Homilía del Santo Padre Francisco
La solemnidad de Jesucristo, Rey del Universo corona el año
litúrgico y este Año santo de la misericordia. El Evangelio presenta la realeza
de Jesús al culmen de su obra de salvación, y lo hace de una manera
sorprendente. «El Mesías de Dios, el Elegido, el Rey» (Lc 23,35.37) se presenta
sin poder y sin gloria: está en la cruz, donde parece más un vencido que un
vencedor. Su realeza es paradójica: su trono es la cruz; su corona es de
espinas; no tiene cetro, pero le ponen una caña en la mano; no viste suntuosamente,
pero es privado de la túnica; no tiene anillos deslumbrantes en los dedos, sino
sus manos están traspasadas por los clavos; no posee un tesoro, pero es vendido
por treinta monedas.
Verdaderamente el reino de Jesús no es de este mundo (cf. Jn
18,36); pero justamente es aquí —nos dice el Apóstol Pablo en la segunda
lectura—, donde encontramos la redención y el perdón (cf. Col 1,13-14). Porque
la grandeza de su reino no es el poder según el mundo, sino el amor de Dios, un
amor capaz de alcanzar y restaurar todas las cosas. Por este amor, Cristo se
abajó hasta nosotros, vivió nuestra miseria humana, probó nuestra condición más
ínfima: la injusticia, la traición, el abandono; experimentó la muerte, el
sepulcro, los infiernos.
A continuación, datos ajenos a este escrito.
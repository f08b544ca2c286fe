//! Support for encoding and decoding NBT documents in the uncompressed binary
//! format.
//!
//! A document is a single named root value. Most documents have a compound
//! root and an empty name. Use the functions at the crate root to read and
//! write documents through a [`Compression`](crate::Compression) layer.
//!
//! # Examples
//!
//! ```
//! use nbt_tree::{compound, to_binary, List, Value};
//!
//! let c = compound! {
//!     "byte" => 5_i8,
//!     "string" => "hello",
//!     "list_of_float" => List::from(vec![
//!         std::f32::consts::PI,
//!         std::f32::consts::E,
//!         1.5
//!     ]),
//! };
//!
//! let mut buf = vec![];
//!
//! to_binary(&mut buf, "", &Value::from(c)).unwrap();
//! ```
//!
//! Decode NBT data from its binary form.
//!
//! ```
//! use nbt_tree::{compound, from_binary, Value};
//!
//! let some_bytes = [10, 0, 0, 3, 0, 3, 105, 110, 116, 0, 0, 222, 173, 0];
//!
//! let expected_value = compound! {
//!     "int" => 0xdead
//! };
//!
//! let (root_name, nbt) = from_binary(some_bytes.as_slice()).unwrap();
//!
//! assert_eq!(nbt, Value::from(expected_value));
//! assert_eq!(root_name, "");
//! ```

mod decode;
mod encode;
mod modified_utf8;

pub use decode::*;
pub use encode::*;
De esta forma nuestro Rey fue incluso hasta los
confines del Universo para abrazar y salvar a todo viviente. No nos ha
condenado, ni siquiera conquistado, nunca ha violado nuestra libertad, sino que
se ha abierto paso por medio del amor humilde que todo excusa, todo espera,
todo soporta (cf. 1 Co 13,7). Sólo este amor ha vencido y sigue venciendo a
nuestros grandes adversarios: el pecado, la muerte y el miedo.
Hoy queridos hermanos y hermanas, proclamamos está singular
victoria, con la que Jesús se ha hecho el Rey de los siglos, el Señor de la
historia: con la sola omnipotencia del amor, que es la naturaleza de Dios, su
misma vida, y que no pasará nunca (cf. 1 Co 13,8). Compartimos con alegría la
belleza de tener a Jesús como nuestro rey; su señorío de amor transforma el
pecado en gracia, la muerte en resurrección, el miedo en confianza.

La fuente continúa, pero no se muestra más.